Tokoh masyarakat Desa Sidowarno, Poniman menceritakan sejarah pelurusan Bengawan Solo itu untuk mencegah banjir di Sukoharjo dan Klaten. Terutama Desa Sidowarno dan sekitarnya.
"Kronologi pelurusan itu dengan alasan Desa Sidowarno raya mulai utara Desa Serenan, Kecamatan Juwiring, Sidowarno sampai Mancasan, Kecamatan Baki, Kabupaten Sukoharjo selalu banjir saat musim hujan. Pelurusan itu sekitar tahun 1990-1993," kata Poniman, Minggu (9/4/2023) lalu.
Menurut Poniman, dahulu alur Bengawan Solo di desanya tidak lurus seperti saat ini. Bentuk alur sungai yang lebarnya sekitar 50 meter itu meliuk-liuk.
"Dulu Bengawan Solo seperti usus 12 jari, alirannya meliuk-liuk, dan muter, belak-belok mulai dari utara Desa Serenan, Kecamatan Juwiring. Dari Dusun Kwogo Kulon, utara Serenan ke Dusun Butuh, Desa Sidowarno, air bisa sejam baru sampai tapi setelah diluruskan 5-10 menit sudah sampai," terang Poniman.
Dampak dari alur sungai yang meliuk itu, ungkap Poniman, desanya langganan terendam banjir.

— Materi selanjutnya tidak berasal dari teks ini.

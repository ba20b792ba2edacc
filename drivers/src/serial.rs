//! COM1 driver and klog backend.
//!
//! Early boot logs through the raw fallback in `orion_lib::ports`; once this
//! driver initialises it registers a locked backend so concurrent printers
//! (IRQ handlers included) cannot interleave log lines.

use core::fmt;

use orion_lib::io::Port;
use orion_lib::ports::{
    COM1, UART_FCR_14_BYTE_THRESHOLD, UART_FCR_CLEAR_RX, UART_FCR_CLEAR_TX, UART_FCR_ENABLE_FIFO,
    UART_LCR_DLAB, UART_MCR_AUX2, UART_MCR_DTR, UART_MCR_RTS, UART_REG_FCR, UART_REG_IER,
    UART_REG_LCR, UART_REG_MCR, serial_write_bytes,
};
use orion_lib::{IrqMutex, klog_register_backend};

static TX_LOCK: IrqMutex<()> = IrqMutex::new(());

fn configure(base: Port<u8>) {
    unsafe {
        base.offset(UART_REG_IER).write(0x00);
        base.offset(UART_REG_LCR).write(UART_LCR_DLAB);
        // 38400 baud: divisor 3.
        base.offset(0).write(0x03);
        base.offset(1).write(0x00);
        // 8n1.
        base.offset(UART_REG_LCR).write(0x03);
        base.offset(UART_REG_FCR).write(
            UART_FCR_ENABLE_FIFO | UART_FCR_CLEAR_RX | UART_FCR_CLEAR_TX
                | UART_FCR_14_BYTE_THRESHOLD,
        );
        base.offset(UART_REG_MCR).write(UART_MCR_DTR | UART_MCR_RTS | UART_MCR_AUX2);
    }
}

fn backend(args: fmt::Arguments<'_>) {
    struct Writer;

    impl fmt::Write for Writer {
        fn write_str(&mut self, s: &str) -> fmt::Result {
            unsafe { serial_write_bytes(COM1, s.as_bytes()) };
            Ok(())
        }
    }

    let _guard = TX_LOCK.lock();
    let _ = fmt::write(&mut Writer, args);
    unsafe { serial_write_bytes(COM1, b"\n") };
}

pub fn init() {
    configure(COM1);
    klog_register_backend(backend);
}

Jika sudah banjir, warga harus menggunakan getek atau sampan berbahan bambu untuk beraktivitas.
"Tiap hujan, terutama di Dusun Kwogo Kulon paling parah karena semua terendam. Untuk ke mana-mana memakai getek, jalan dan sawah di desa ini tidak terlihat," ungkapnya.
Mantan Kades Sidowarno, Rujito menceritakan desanya dulu seperti hidup di pulau kecil. Untuk ke mana-mana saat banjir harus dengan getek.
"Kita dikelilingi sungai, kita sangat terpencil. Kita ke mana-mana naik getek, betul dulu, kalau pas banjir kita sekolah libur, tidak bisa sekolah," cerita Rujito.
Kades Sidowarno, Joko Sumarno mengatakan sebelum pelurusan, desanya langganan banjir. Oleh pemerintah saat itu dilakukan pelurusan untuk penanganan potensi banjir.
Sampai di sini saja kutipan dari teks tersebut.